1 - METHOD FOR COMPENSATION OF CHROMATIC DISPERSION IN LIMITED BAND DIGITAL SIGNS, method for compensation of chromatic dispersion in an optical communication system, where the signal: (1) is sliced into blocks of size N, which may be partially overlapped; (2) is multiplied by a gorge; (3) undergoes a Fourier transform; (4) is multiplied by a second gorge; (5) slices from the output blocks are combined to form the output signal; characterized by the filtering of the signal in the digital domain, using a second-order time-varying dispersion filter, through a single FFT to compensate for the group velocity dispersion parameter related to the fiber chromatic dispersion parameter.

2 - METHOD FOR COMPENSATION OF CHROMATIC DISPERSION IN LIMITED BAND DIGITAL SIGNS, method for compensation of chromatic dispersion in an optical communication system, according to claim 1, characterized by using a resampling before and after filtering, creating size N slices, extracted from the signal by copying N consecutive samples, which can be performed at a fixed rate, or in a configurable system with a buffer to maintain the continuity of the data flow.

3 - METHOD FOR COMPENSATION OF CHROMATIC DISPERSION IN LIMITED BAND DIGITAL SIGNS, method for compensation of chromatic dispersion in an optical communication system, according to claim 1, characterized by using control signals that allow to configure a system, using or not the combination of the input and the output to compensate for a positive or negative dispersion value, and use a multiplexer to select the filtered input or not; thus allowing to select three different dispersion compensations.

4 - METHOD FOR COMPENSATION OF CHROMATIC DISPERSION IN LIMITED BAND DIGITAL SIGNS, method for compensation of chromatic dispersion in an optical communication system, according to claim 1, characterized by filters of size N _lt N ₂ , N ₃ ,. .., N _F be cascaded, each being able compensate for negative dispersion ^, 0 or positive dispersion ^, so that the compensation of all the concatenated filters is the sum of the compensation of each filter.

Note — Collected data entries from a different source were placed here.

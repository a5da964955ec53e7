//! Per-run session state (spec.md §3, "Session state"): counters, the
//! rolling receive window used by the script bridge's `expect()`, and
//! the one-slot hot-key mailbox shared between the input pump and the
//! transfer adapter (spec.md §5, §9).

use std::collections::VecDeque;
use std::sync::atomic::{AtomicU64, AtomicU8, Ordering};
use std::sync::Arc;

/// Sentinel written into the hot-key mailbox when it is "armed" (a
/// transfer is in progress) and no key has been captured yet.
pub const HOTKEY_NONE: u8 = 0xFF;

/// Sentinel meaning "not armed": no transfer is running, so the input
/// pump's pre-filter never claims a byte and everything is forwarded
/// normally (spec.md §4.C, §4.H).
const HOTKEY_DISARMED: u8 = 0xFE;

/// The rolling receive window never holds more than this many bytes
/// (spec.md §3 invariant vi).
pub const RECV_WINDOW_CAPACITY: usize = 2000;

/// One-slot mailbox: the input pump writes the first byte it sees
/// while the slot is "none"; the transfer adapter's blocking loop
/// polls it to detect an abort keystroke (spec.md §9).
#[derive(Debug, Default)]
pub struct HotKey(AtomicU8);

impl HotKey {
    pub fn new() -> Self {
        HotKey(AtomicU8::new(HOTKEY_DISARMED))
    }

    /// Arms the mailbox for the duration of a blocking transfer: every
    /// subsequent input byte is swallowed and offered to `take()` until
    /// `disarm()` is called (spec.md §4.C, §4.H).
    pub fn arm(&self) {
        self.0.store(HOTKEY_NONE, Ordering::SeqCst);
    }

    pub fn disarm(&self) {
        self.0.store(HOTKEY_DISARMED, Ordering::SeqCst);
    }

    /// Stores `byte` only if the slot is armed and currently empty.
    /// Returns true if this call claimed the slot (i.e. the byte
    /// should be swallowed rather than forwarded).
    pub fn try_store(&self, byte: u8) -> bool {
        self.0
            .compare_exchange(HOTKEY_NONE, byte, Ordering::SeqCst, Ordering::SeqCst)
            .is_ok()
    }

    /// Takes the captured byte, if any, and re-arms the slot so the
    /// next keystroke can be captured too.
    pub fn take(&self) -> Option<u8> {
        let v = self.0.swap(HOTKEY_NONE, Ordering::SeqCst);
        if v == HOTKEY_NONE || v == HOTKEY_DISARMED {
            None
        } else {
            Some(v)
        }
    }
}

/// A bounded FIFO of the most recent device-emitted bytes, consulted
/// by the script bridge's `expect()` regex matcher (spec.md §3
/// invariant vi, §4.I).
#[derive(Debug, Default)]
pub struct RecvWindow {
    buf: VecDeque<u8>,
}

impl RecvWindow {
    pub fn new() -> Self {
        RecvWindow {
            buf: VecDeque::with_capacity(RECV_WINDOW_CAPACITY),
        }
    }

    pub fn clear(&mut self) {
        self.buf.clear();
    }

    pub fn push(&mut self, byte: u8) {
        if self.buf.len() == RECV_WINDOW_CAPACITY {
            self.buf.pop_front();
        }
        self.buf.push_back(byte);
    }

    /// Contiguous snapshot of the window's current contents, suitable
    /// for regex matching.
    pub fn as_bytes(&self) -> Vec<u8> {
        self.buf.iter().copied().collect()
    }

    pub fn len(&self) -> usize {
        self.buf.len()
    }

    pub fn is_empty(&self) -> bool {
        self.buf.is_empty()
    }
}

/// Statistics and cross-task shared state for one run (spec.md §3,
/// §5). `rx_total`/`tx_total` are atomics so the `s` command can read
/// them without taking a lock, even though only the main task ever
/// writes them (spec.md §8 "Statistics monotonicity").
#[derive(Debug)]
pub struct Session {
    pub rx_total: AtomicU64,
    pub tx_total: AtomicU64,
    pub hot_key: Arc<HotKey>,
}

impl Session {
    pub fn new() -> Self {
        Session {
            rx_total: AtomicU64::new(0),
            tx_total: AtomicU64::new(0),
            hot_key: Arc::new(HotKey::new()),
        }
    }

    pub fn add_rx(&self, n: u64) {
        self.rx_total.fetch_add(n, Ordering::SeqCst);
    }

    pub fn add_tx(&self, n: u64) {
        self.tx_total.fetch_add(n, Ordering::SeqCst);
    }

    pub fn totals(&self) -> (u64, u64) {
        (
            self.rx_total.load(Ordering::SeqCst),
            self.tx_total.load(Ordering::SeqCst),
        )
    }
}

impl Default for Session {
    fn default() -> Self {
        Self::new()
    }
}

#[cfg(test)]
mod tests {
    use super::*;

    #[test]
    fn hot_key_disarmed_never_captures() {
        let hk = HotKey::new();
        assert!(!hk.try_store(b'x'));
    }

    #[test]
    fn hot_key_first_writer_wins_once_armed() {
        let hk = HotKey::new();
        hk.arm();
        assert!(hk.try_store(b'x'));
        assert!(!hk.try_store(b'y'));
        assert_eq!(hk.take(), Some(b'x'));
        assert_eq!(hk.take(), None);
    }

    #[test]
    fn recv_window_caps_at_capacity() {
        let mut w = RecvWindow::new();
        for i in 0..RECV_WINDOW_CAPACITY + 10 {
            w.push((i % 256) as u8);
        }
        assert_eq!(w.len(), RECV_WINDOW_CAPACITY);
        assert_eq!(*w.as_bytes().last().unwrap(), ((RECV_WINDOW_CAPACITY + 9) % 256) as u8);
    }

    #[test]
    fn recv_window_clears() {
        let mut w = RecvWindow::new();
        w.push(1);
        w.push(2);
        w.clear();
        assert!(w.is_empty());
    }

    #[test]
    fn statistics_are_monotonic() {
        let s = Session::new();
        s.add_rx(5);
        s.add_rx(3);
        s.add_tx(2);
        assert_eq!(s.totals(), (8, 2));
    }
}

5 - METHOD FOR COMPENSATION OF CHROMATIC DISPERSION IN LIMITED BAND DIGITAL SIGNS, method for compensation of chromatic dispersion in an optical communication system, according to claim 4, characterized by using control signals so that each of the filters can operate as a chromatic dispersion filter with coefficient -N _f T? / 4n, 0 or + N _f T ^ / 4n, thus allowing up to 3 ^F configurations.

6 - METHOD FOR COMPENSATION OF CHROMATIC DISPERSION IN LIMITED BAND DIGITAL SIGNS, method for compensation of chromatic dispersion in optical communication system, according to claim 5 characterized by choosing the parameters so that N _{i + 1} = 3 N _t compensate amounts of chromatic dispersion with equally spaced coefficients.

7 - METHOD FOR COMPENSATION OF CHROMATIC DISPERSION IN LIMITED BAND DIGITAL SIGNS, method for compensation of chromatic dispersion in an optical communication system, according to claim 5, characterized by combining configurable filters and non-configurable filters.

8 - METHOD FOR COMPENSATION OF CHROMATIC DISPERSION IN LIMITED BAND DIGITAL SIGNS, method for compensation of chromatic dispersion in an optical communication system, according to claim 6, characterized by employing listed equivalence relations to eliminate certain blocks from the final system.